Esta apropiación política del sufrimiento ocasionado por una catástrofe no es original ni única del presidente venezolano, sino que constituye más bien una constante del mundo contemporáneo en el que la compasión es un motor fundamental de la acción política. La originalidad del presidente Chávez es que su apropiación política del sufrimiento de las víctimas de la Tragedia se inscribió también en el antes y el después de su llegada al poder y de la puesta en marcha de su proyecto de transformación.
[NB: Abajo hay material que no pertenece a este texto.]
use super::{DropReason, Forwarder, RxOutcome};
use crate::fib::FibEntryDyn;
use crate::strategy::{SgCtx, SgEvent};
use log::debug;
use rust_ndnfw_common::{FaceId, FwToken, L3Packet, Nack, NackReason, OutPacket};
use std::sync::Arc;
use std::time::Instant;

impl Forwarder {
    pub(crate) fn rx_nack(&mut self, face: FaceId, token: u64, nack: Nack, now: Instant) -> RxOutcome {
        self.counters.n_rx_nacks.increment();
        let reason = nack.reason;
        let pit_token = FwToken(token).pit_token();
        debug!(
            "[Fwd {}] nack-from={} up-token={:016x} reason={}",
            self.id, face, token, reason
        );

        if self.pit.find_by_nack(pit_token, &nack).is_none() {
            self.counters.n_nack_mismatch.increment();
            debug!("[Fwd {}] ^ drop=no-PIT-entry", self.id);
            return RxOutcome::Dropped(DropReason::NoPitEntry);
        }
        let Some((entry, arena)) = self.pit.entry_mut(pit_token) else {
            return RxOutcome::Dropped(DropReason::NoPitEntry);
        };

        // the upstream this Nack answers, and the state of all the others
        let Some(it) = entry.find_up(arena, face) else {
            self.counters.n_nack_mismatch.increment();
            debug!("[Fwd {}] ^ drop=no-PitUp", self.id);
            return RxOutcome::Dropped(DropReason::NoUpstream);
        };
        let up_nonce = it.get(entry, arena).nonce;
        if up_nonce != nack.interest.nonce {
            self.counters.n_nack_mismatch.increment();
            debug!(
                "[Fwd {}] ^ drop=wrong-nonce up-nonce={:08x} nack-nonce={:08x}",
                self.id, up_nonce, nack.interest.nonce
            );
            return RxOutcome::Dropped(DropReason::WrongNonce);
        }
        let mut n_pending = 0;
        let mut least_severe = reason;
        for up in entry.ups(arena).filter(|up| up.face != face) {
            match up.nack {
                None => n_pending += 1,
                Some(r) => least_severe = least_severe.least_severe(r),
            }
        }

        // a repeated Nack for an upstream that already has an outcome holds no window slot
        let was_pending = it.get(entry, arena).is_pending();
        it.get_mut(entry, arena).nack = Some(reason);
        let name = entry.interest().name.clone();
        let (prefix_len, seq) = entry.fib_entry_ref();
        if was_pending {
            self.congestion
                .on_nack(face, reason == NackReason::Congestion, now);
        }

        let fib = Arc::clone(&self.fib);
        let rs = fib.read();
        let fib_entry = rs.find_again(&name, prefix_len, seq);
        let dyns = fib_entry.and_then(|e| e.dyn_for(self.id));
        if let Some(d) = dyns {
            d.n_rx_nacks.increment();
        }

        if reason == NackReason::Duplicate && self.retransmit_duplicate(pit_token, face, dyns, now) {
            return RxOutcome::Retransmitted;
        }

        let mut n_forwarded = 0;
        if let Some(fib_entry) = fib_entry {
            let sg = Arc::clone(fib_entry.strategy());
            let mut ctx = SgCtx::new(self, pit_token, fib_entry, SgEvent::Nack { face, reason }, now);
            let res = sg.invoke(&mut ctx);
            n_forwarded = ctx.n_forwarded();
            drop(ctx);
            if let Some(d) = dyns {
                d.n_tx_interests.add(n_forwarded as u64);
            }
            debug!(
                "[Fwd {}] ^ fib-entry-depth={} sg-id={} sg-res={}",
                self.id,
                fib_entry.prefix().len(),
                sg.id(),
                res
            );
        }
        drop(rs);

        if n_pending + n_forwarded > 0 {
            debug!(
                "[Fwd {}] ^ up-pendings={} sg-forwarded={}",
                self.id, n_pending, n_forwarded
            );
            return RxOutcome::Pending;
        }

        let hop_limit = nack.interest.hop_limit.saturating_add(1);
        self.tx_nacks(pit_token, least_severe, hop_limit, now);
        self.erase_entry(pit_token, now, false, None);
        RxOutcome::Nacked(least_severe)
    }

    /// Resend toward `face` with a nonce it has not rejected.
    ///
    /// Returns `false` if no such nonce exists or the Interest could not be
    /// sent; the Nack then counts as the upstream's outcome.
    fn retransmit_duplicate(
        &mut self,
        pit_token: u64,
        face: FaceId,
        dyns: Option<&FibEntryDyn>,
        now: Instant,
    ) -> bool {
        let Some((entry, arena)) = self.pit.entry_mut(pit_token) else {
            return false;
        };
        let Some(it) = entry.find_up(arena, face) else {
            return false;
        };
        let up = it.get_mut(entry, arena);
        let rejected = up.nonce;
        up.add_rejected_nonce(rejected);

        let up = it.get(entry, arena);
        let Some(nonce) = entry.choose_nonce(arena, up, rejected, now) else {
            debug!("[Fwd {}] ^ duplicate no-alt-nonce", self.id);
            return false;
        };
        if self.faces.is_down(face) {
            debug!("[Fwd {}] ^ no-interest-to={} drop=face-down", self.id, face);
            return false;
        }

        let guiders = entry.tx_guiders(nonce, now);
        let Some((out, lease)) = entry.interest.modify_guiders(guiders, &self.headers) else {
            self.counters.n_alloc_errors.increment();
            debug!("[Fwd {}] ^ no-interest-to={} drop=alloc-error", self.id, face);
            return false;
        };

        let fw_token = FwToken::new(self.id, pit_token);
        debug!(
            "[Fwd {}] ^ interest-to={} {} up-token={}",
            self.id, face, guiders, fw_token
        );
        self.faces
            .transmit(face, OutPacket::new(L3Packet::Interest(out), fw_token.0, lease));
        self.counters.n_tx_interests.increment();
        self.counters.n_nack_dup_retx.increment();
        if let Some(d) = dyns {
            d.n_tx_interests.increment();
        }

        it.get_mut(entry, arena).record_tx(now, nonce, &self.suppress);
        self.congestion.on_tx(face);
        true
    }
}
Al decir públicamente «damnificados somos todos», Hugo Chávez construyó la Tragedia como un signo revelador de la negligencia de los poderes públicos de los gobiernos anteriores, la llamada Cuarta República.
A partir de esta identificación entre la catástrofe y el régimen anterior, la gestión de la población damnificada produjo nuevas figuras del sujeto político, siendo la más significativa la de los «dignificados». El presidente Chávez propuso, en su emisión radial Aló, Presidente, llamar «dignificados» a las víctimas de la Tragedia que fueran asistidas por el Estado. Al crear ese término perseguía la restitución de la dignidad perdida, inherente a la etimología de la palabra ‘damnificado’, del latín damnum y de donde también se deriva ‘condenar’.
El presidente señaló en su programa radiofónico que damnificado es una «palabra muy fea», y propuso un neologismo basado en la dignidad. Ese acto de creatividad léxica tuvo una traducción práctica inmediata que marcó la puesta en marcha, la ejecución y la vivencia misma de las políticas de asistencia. La nueva calificación de las víctimas de la catástrofe es, antes que nada, la formulación de una promesa: la de la dignidad materializada en un nuevo trato, en una nueva consideración, que a su vez inaugura los mejores tiempos que anuncia la Revolución bolivariana.[39]
La militarización, el confinamiento, la culpabilización de todo actor o sector social que proteste contra el poder, que el tirano salva o condena por televisión según el nombre que pone a las cosas, fueron prácticamente calcados, siguiendo el guion de la manipulación chavista del deslave, por el Gobierno Sánchez-Iglesias en su gestión de la pandemia del COVID-19.